Marion Maréchal-Le Pen poised to make far-right dynasty proud
The 22-year-old niece of Marine Le Pen is through to the next round in France’s parliamentary elections
MARION Maréchal-Le Pen, the 22-year-old niece of National Front leader Marine Le Pen and the granddaughter of the former far-right leader Jean-Marie Le Pen, has won the first round in elections that could see her take a seat in the French parliament.
Standing in Carpentras, southern France, Maréchal-Le Pen took 34.6 per cent of the vote and looks likely to win in the final round next Sunday. She was one of 25 far-right candidates to make it through to the second round across the country - a record, according to Le Parisien.

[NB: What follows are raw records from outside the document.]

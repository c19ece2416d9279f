//! Completion signalling around stage job handlers.
//!
//! A stage job decrements its stage barrier exactly once, on the attempt that
//! ends it: a success, or a failure with no retries left. Panics count as
//! failures. Attempts that will be retried leave the barrier alone, so a job
//! that fails twice and then succeeds signals once.

use futures::FutureExt;
use std::any::Any;
use std::panic::AssertUnwindSafe;
use std::sync::Arc;
use tracing::{debug, warn};

use super::handler::{JobContext, JobError, SyncJobHandler};
use crate::coordination::{SignalOutcome, StageBarrier};
use crate::logging::{log_error, log_job_operation};
use crate::orchestration::StagePlan;

/// What the broker should do with the job after this attempt
#[derive(Debug, Clone, Copy, PartialEq, Eq)]
pub enum JobDisposition {
    Succeeded,
    RetryScheduled,
    FailedPermanently,
}

impl JobDisposition {
    pub fn is_terminal(&self) -> bool {
        !matches!(self, Self::RetryScheduled)
    }
}

#[derive(Debug, Clone, PartialEq, Eq)]
pub struct CompletionReport {
    pub disposition: JobDisposition,
    /// Barrier signal result; `None` when no signal was sent
    pub signal: Option<SignalOutcome>,
    pub error: Option<JobError>,
}

/// Run `handler` for one attempt and signal the job's stage barrier if the
/// attempt is terminal.
///
/// A missing handler is a terminal failure. Jobs outside every stage (the
/// orchestrate job) never signal.
pub async fn run_with_completion_signal(
    barrier: &StageBarrier,
    plan: &StagePlan,
    handler: Option<Arc<dyn SyncJobHandler>>,
    context: &JobContext,
) -> CompletionReport {
    let result = match handler {
        Some(handler) => AssertUnwindSafe(handler.handle(context))
            .catch_unwind()
            .await
            .unwrap_or_else(|panic| Err(JobError::Panicked(panic_message(panic)))),
        None => Err(JobError::NoHandler(context.job_type)),
    };

    let disposition = match &result {
        Ok(()) => JobDisposition::Succeeded,
        Err(JobError::NoHandler(_)) => JobDisposition::FailedPermanently,
        Err(_) if context.is_final_attempt() => JobDisposition::FailedPermanently,
        Err(_) => JobDisposition::RetryScheduled,
    };

    let job_id = context.job_id.to_string();
    let error = result.err();
    let status = match disposition {
        JobDisposition::Succeeded => "succeeded",
        JobDisposition::RetryScheduled => "retry_scheduled",
        JobDisposition::FailedPermanently => "failed_permanently",
    };
    let details = error.as_ref().map(ToString::to_string);
    log_job_operation(
        "handle",
        context.job_type.as_str(),
        Some(&job_id),
        Some(context.attempt),
        status,
        details.as_deref(),
    );

    let signal = if disposition.is_terminal() {
        signal_stage(barrier, plan, context).await
    } else {
        debug!(
            job_type = %context.job_type,
            attempt = context.attempt,
            max_retries = context.max_retries,
            "Retry pending, barrier not signalled"
        );
        None
    };

    CompletionReport {
        disposition,
        signal,
        error,
    }
}

async fn signal_stage(
    barrier: &StageBarrier,
    plan: &StagePlan,
    context: &JobContext,
) -> Option<SignalOutcome> {
    let stage = plan.stage_for(context.job_type)?;

    match barrier.signal(&stage.barrier_key).await {
        Ok(outcome) => Some(outcome),
        Err(e) => {
            log_error(
                "completion_signal",
                "signal",
                &e.to_string(),
                Some(stage.barrier_key.as_str()),
            );
            warn!(
                job_type = %context.job_type,
                stage = %stage.name,
                "⚠️ Completion signal lost, stage will wait until its timeout"
            );
            None
        }
    }
}

fn panic_message(panic: Box<dyn Any + Send>) -> String {
    if let Some(message) = panic.downcast_ref::<&str>() {
        (*message).to_string()
    } else if let Some(message) = panic.downcast_ref::<String>() {
        message.clone()
    } else {
        "unknown panic payload".to_string()
    }
}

Maréchal-Le Pen finished 12 points ahead of the Socialist candidate Catherine Arkilovitch and four points ahead of the incumbent, the centre-right UMP candidate Jean-Michel Ferrand.
Maréchal-Le Pen, a student studying to be a lawyer, has almost no political experience beyond growing up in France’s most famous far-right family. However, she is young, blonde and photogenic, and has attracted camera crews and huge media interest as she runs to be potentially the youngest French MP since the French revolutionary Louis Antoine de Saint-Just, in 1791.
Opponents have claimed that Maréchal-Le Pen has been parachuted into a constituency with which she has no links and is running to please her relatives. Her father, Samuel Maréchal, once ran the National Front’s youth movement; her mother Yann is Jean-Marie’s daughter.
Carpentras, a commune in the Vaucluse department, is a far-right stronghold. An agricultural area once known as the fruit basket of France, farming has since died off and unemployment has risen in recent years.
Maréchal-Le Pen's campaign topics match those of her aunt: cutting immigration, crime and insecurity, promising protectionism over globalisation and most of all guarding the French "identity" and "way of life".
She says immigration should be limited drastically as France "can't assimilate our immigrant population and finance their lifestyle and identity demands as well". With the poverty and death of agriculture, she warns that Carpentras "is what France could look like in ten years".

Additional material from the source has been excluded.